Volodymr Zelenskyy, the president of Ukraine, warned that Russia will move once more to cut off its supply of natural gas to Europe “at the most acute moment” in his nightly video message on Monday.
Zelenskyy stated, “This is what we need to prepare for right now, and this is what is being provoked right now.
The Russian leadership will take advantage of Canada’s decision to permit the export of the repaired gas turbine, he continued, “since any concession in such conditions is regarded by the Russian leadership as an encouragement for future, harsher pressure.”
In order to lessen their reliance on Russian energy imports and fill gas storage tanks in time for the winter, Germany and the rest of Europe are frantically working. The largest economy in Europe, Germany, imports around 35% of the gas it uses to power its industries and produce electricity from Russia.
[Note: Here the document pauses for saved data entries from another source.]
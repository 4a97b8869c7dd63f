//! Error handling for the console core

use std::fmt;
use thiserror::Error;

pub use topichub_auth::AuthError;
pub use topichub_router::RouterError;

/// Unified error type for the console
#[derive(Error, Debug)]
pub enum Error {
    /// Login, logout or session storage errors
    #[error("Authentication error: {0}")]
    Auth(#[from] AuthError),

    /// Navigation errors
    #[error("Routing error: {0}")]
    Router(#[from] RouterError),

    /// Network or HTTP related errors
    #[error("HTTP error: {0}")]
    Http(#[from] reqwest::Error),

    /// JSON serialization or deserialization errors
    #[error("JSON error: {0}")]
    Json(#[from] serde_json::Error),

    /// URL parsing errors
    #[error("URL error: {0}")]
    Url(#[from] url::ParseError),

    /// Missing or invalid configuration
    #[error("Configuration error: {0}")]
    Config(String),

    /// A request the backend answered with a failure
    #[error("Request failed with status {status}: {body}")]
    Api { status: u16, body: String },
}

impl Error {
    /// Create a new configuration error
    pub fn config<T: fmt::Display>(msg: T) -> Self {
        Error::Config(msg.to_string())
    }
}

pub type Result<T> = std::result::Result<T, Error>;
//! Request authorization that reads the live session

use http::header::AUTHORIZATION;
use reqwest::RequestBuilder;
use std::sync::{Arc, RwLock};

use crate::session::{read_state, SessionState};

/// Hook applied to every outgoing API request before it is sent.
pub trait RequestInterceptor: Send + Sync {
    fn intercept(&self, request: RequestBuilder) -> RequestBuilder;
}

/// Adds `Authorization: Bearer <token>` while a session is active.
///
/// Shares state with the `SessionStore` it came from, so a login or logout is
/// visible to the next request without re-deriving anything.
#[derive(Debug, Clone)]
pub struct SessionAuthorizer {
    state: Arc<RwLock<SessionState>>,
}

impl SessionAuthorizer {
    pub(crate) fn new(state: Arc<RwLock<SessionState>>) -> Self {
        Self { state }
    }

    pub fn authorization_header(&self) -> Option<String> {
        read_state(&self.state).authorization_header()
    }
}

impl RequestInterceptor for SessionAuthorizer {
    fn intercept(&self, request: RequestBuilder) -> RequestBuilder {
        match self.authorization_header() {
            Some(value) => request.header(AUTHORIZATION, value),
            None => request,
        }
    }
}
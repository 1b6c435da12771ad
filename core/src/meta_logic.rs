//! Meta-logic backbone: lambda reduction, deduction and proof checking.
//!
//! Every operation is a placeholder. Reduction and deduction are the identity,
//! and every statement is accepted as proven.

/// Stateless reasoning layer shared by the engine.
#[derive(Debug, Clone, Copy, Default, PartialEq, Eq, Hash)]
pub struct MetaLogic;

impl MetaLogic {
    #[must_use]
    pub const fn new() -> Self {
        Self
    }

    /// Reduce a lambda expression. Returns `expr` unchanged.
    #[must_use]
    pub fn lambda_reduce<T>(&self, expr: T) -> T {
        expr
    }

    /// Apply one deductive step to `premise`. Returns it unchanged.
    #[must_use]
    pub fn deduce<T>(&self, premise: T) -> T {
        premise
    }

    /// Check a proof of `statement`. Always succeeds.
    #[must_use]
    pub fn prove<T: ?Sized>(&self, _statement: &T) -> bool {
        true
    }
}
Habeck triggered the second stage of Germany’s three-stage emergency natural gas supply plan last month, announcing that the nation was in “crisis” and that storage goals for the winter were in jeopardy.
The German government is getting ready to sign a regulation on Wednesday that would allow utility companies to restart 10 idle coal-fired power facilities and six idle oil-fired power plants in order to make up for deficiencies. 11 more coal-fired power stations that were supposed to shut down in November will be permitted to continue functioning.
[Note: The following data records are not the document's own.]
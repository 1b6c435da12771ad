//! Core domain types for Miniturbo.
//!
//! This crate contains pure domain types with no IO, no async, and minimal dependencies.
//! Everything here can be used from any layer of the application.

// Pedantic lint configuration - these are intentional design choices
#![allow(clippy::missing_errors_doc)] // Result-returning functions are self-explanatory

mod modality;
mod options;

pub use modality::{Modality, ModalityParseError};
pub use options::{
    DEFAULT_IMAGE_RESOLUTION, DEFAULT_VIDEO_FPS, GenerationDefaults, ImageOptions, VideoOptions,
};

use std::any::Any;
use std::fmt;

use serde::{Deserialize, Serialize};
use thiserror::Error;

// ============================================================================
// Prompt
// ============================================================================

/// Free-form text describing what to generate.
///
/// Unlike most string wrappers in this workspace a prompt may be empty:
/// generation reports the missing capability for every input, so there is
/// nothing to validate against.
#[derive(Debug, Clone, Default, PartialEq, Eq, Hash, Serialize, Deserialize)]
#[serde(transparent)]
pub struct Prompt(String);

impl Prompt {
    pub fn new(value: impl Into<String>) -> Self {
        Self(value.into())
    }

    #[must_use]
    pub fn as_str(&self) -> &str {
        &self.0
    }

    #[must_use]
    pub fn len(&self) -> usize {
        self.0.len()
    }

    #[must_use]
    pub fn is_empty(&self) -> bool {
        self.0.is_empty()
    }

    #[must_use]
    pub fn into_inner(self) -> String {
        self.0
    }
}

impl From<String> for Prompt {
    fn from(value: String) -> Self {
        Self(value)
    }
}

impl From<&str> for Prompt {
    fn from(value: &str) -> Self {
        Self(value.to_string())
    }
}

impl From<&String> for Prompt {
    fn from(value: &String) -> Self {
        Self(value.clone())
    }
}

impl AsRef<str> for Prompt {
    fn as_ref(&self) -> &str {
        self.as_str()
    }
}

impl fmt::Display for Prompt {
    fn fmt(&self, f: &mut fmt::Formatter<'_>) -> fmt::Result {
        f.write_str(&self.0)
    }
}

// ============================================================================
// Generation Outputs
// ============================================================================

/// Raw audio bytes produced by 1D generation.
#[derive(Debug, Clone, Default, PartialEq, Eq)]
pub struct AudioClip(Vec<u8>);

impl AudioClip {
    #[must_use]
    pub fn new(bytes: Vec<u8>) -> Self {
        Self(bytes)
    }

    #[must_use]
    pub fn as_bytes(&self) -> &[u8] {
        &self.0
    }

    #[must_use]
    pub fn into_bytes(self) -> Vec<u8> {
        self.0
    }
}

/// Opaque result of image, volume, or video generation.
///
/// No payload schema exists yet, so the value is type-erased. Callers that
/// know the concrete type can recover it with [`Artifact::downcast_ref`].
pub struct Artifact(Box<dyn Any + Send + Sync>);

impl Artifact {
    pub fn new<T: Any + Send + Sync>(value: T) -> Self {
        Self(Box::new(value))
    }

    #[must_use]
    pub fn downcast_ref<T: Any>(&self) -> Option<&T> {
        self.0.downcast_ref::<T>()
    }

    #[must_use]
    pub fn is<T: Any>(&self) -> bool {
        self.0.is::<T>()
    }
}

impl fmt::Debug for Artifact {
    fn fmt(&self, f: &mut fmt::Formatter<'_>) -> fmt::Result {
        f.write_str("Artifact(..)")
    }
}

/// A single generation call, independent of which modality it targets.
#[derive(Debug, Clone, PartialEq, Eq)]
pub enum GenerationRequest {
    Audio { prompt: Prompt },
    Image { prompt: Prompt, options: ImageOptions },
    Volume { prompt: Prompt },
    Video { prompt: Prompt, options: VideoOptions },
}

impl GenerationRequest {
    #[must_use]
    pub const fn modality(&self) -> Modality {
        match self {
            GenerationRequest::Audio { .. } => Modality::Audio,
            GenerationRequest::Image { .. } => Modality::Image,
            GenerationRequest::Volume { .. } => Modality::Volume,
            GenerationRequest::Video { .. } => Modality::Video,
        }
    }

    #[must_use]
    pub fn prompt(&self) -> &Prompt {
        match self {
            GenerationRequest::Audio { prompt }
            | GenerationRequest::Image { prompt, .. }
            | GenerationRequest::Volume { prompt }
            | GenerationRequest::Video { prompt, .. } => prompt,
        }
    }
}

#[derive(Debug)]
pub enum GenerationOutput {
    Audio(AudioClip),
    Artifact(Artifact),
}

/// Whether a modality can currently produce output.
#[derive(Debug, Clone, Copy, PartialEq, Eq, Serialize, Deserialize)]
pub struct CapabilityStatus {
    pub modality: Modality,
    pub implemented: bool,
}

// ============================================================================
// Errors
// ============================================================================

#[derive(Debug, Clone, PartialEq, Eq, Error)]
pub enum GenerationError {
    /// The modality has no generation backend.
    #[error("{} not implemented", .modality.display_name())]
    UnimplementedCapability { modality: Modality },
}

impl GenerationError {
    #[must_use]
    pub const fn unimplemented(modality: Modality) -> Self {
        GenerationError::UnimplementedCapability { modality }
    }

    #[must_use]
    pub const fn modality(&self) -> Modality {
        match self {
            GenerationError::UnimplementedCapability { modality } => *modality,
        }
    }
}

pub type GenerationResult<T> = Result<T, GenerationError>;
Environmentalists have cautioned that burning coal and oil causes more carbon dioxide to be released into the atmosphere than power stations that run on natural gas, endangering Germany’s climate ambitions. However, the administration contends that additional efforts to hasten the use of renewable energy will make up for the short-term rise in emissions.
Concern has been expressed about the effects of recent decreases in Russian supply via Nord Stream 1 and other channels in other nations as well.
According to Bruno Le Maire, minister of economy and finance of France, a full interruption of Russian gas imports is a “credible prospect.” He claimed that France must enter “war mode” this summer in order to get ready for the impending winter, when “courageous decisions” will be necessary due to potential energy shortages.
Le Maire remarked, “We won’t be able to keep ourselves warm and pretend as if nothing has changed. “Now is the time to plan and prepare. We need to alter our behaviors and use less energy.
Separately, the Italian energy firm ENI announced that Gazprom will reduce its Monday gas supply by around a third compared to the typical in recent days. Compared to an average of roughly 32 million cubic meters, ENI said that Gazprom will supply 21 million cubic meters of gas.
On Monday, Habeck and his Czech colleague inked an accord on energy security that guarantees the landlocked country would profit from new liquefied natural gas facilities Germany is constructing.
Using electricity as a weapon against us, Russian tyrant Vladimir Putin, according to Czech Minister of Industry and Trade Jozef Skela. He is attempting to raise gas prices and put us at risk of a full gas shortage, which would lower our level of living.
In this energy fight, having partners from the European Union on our side is a huge benefit, according to Sikela. It is obvious that our relationship with Germany, via whom practically all of our gas is supplied, will be crucial to our success.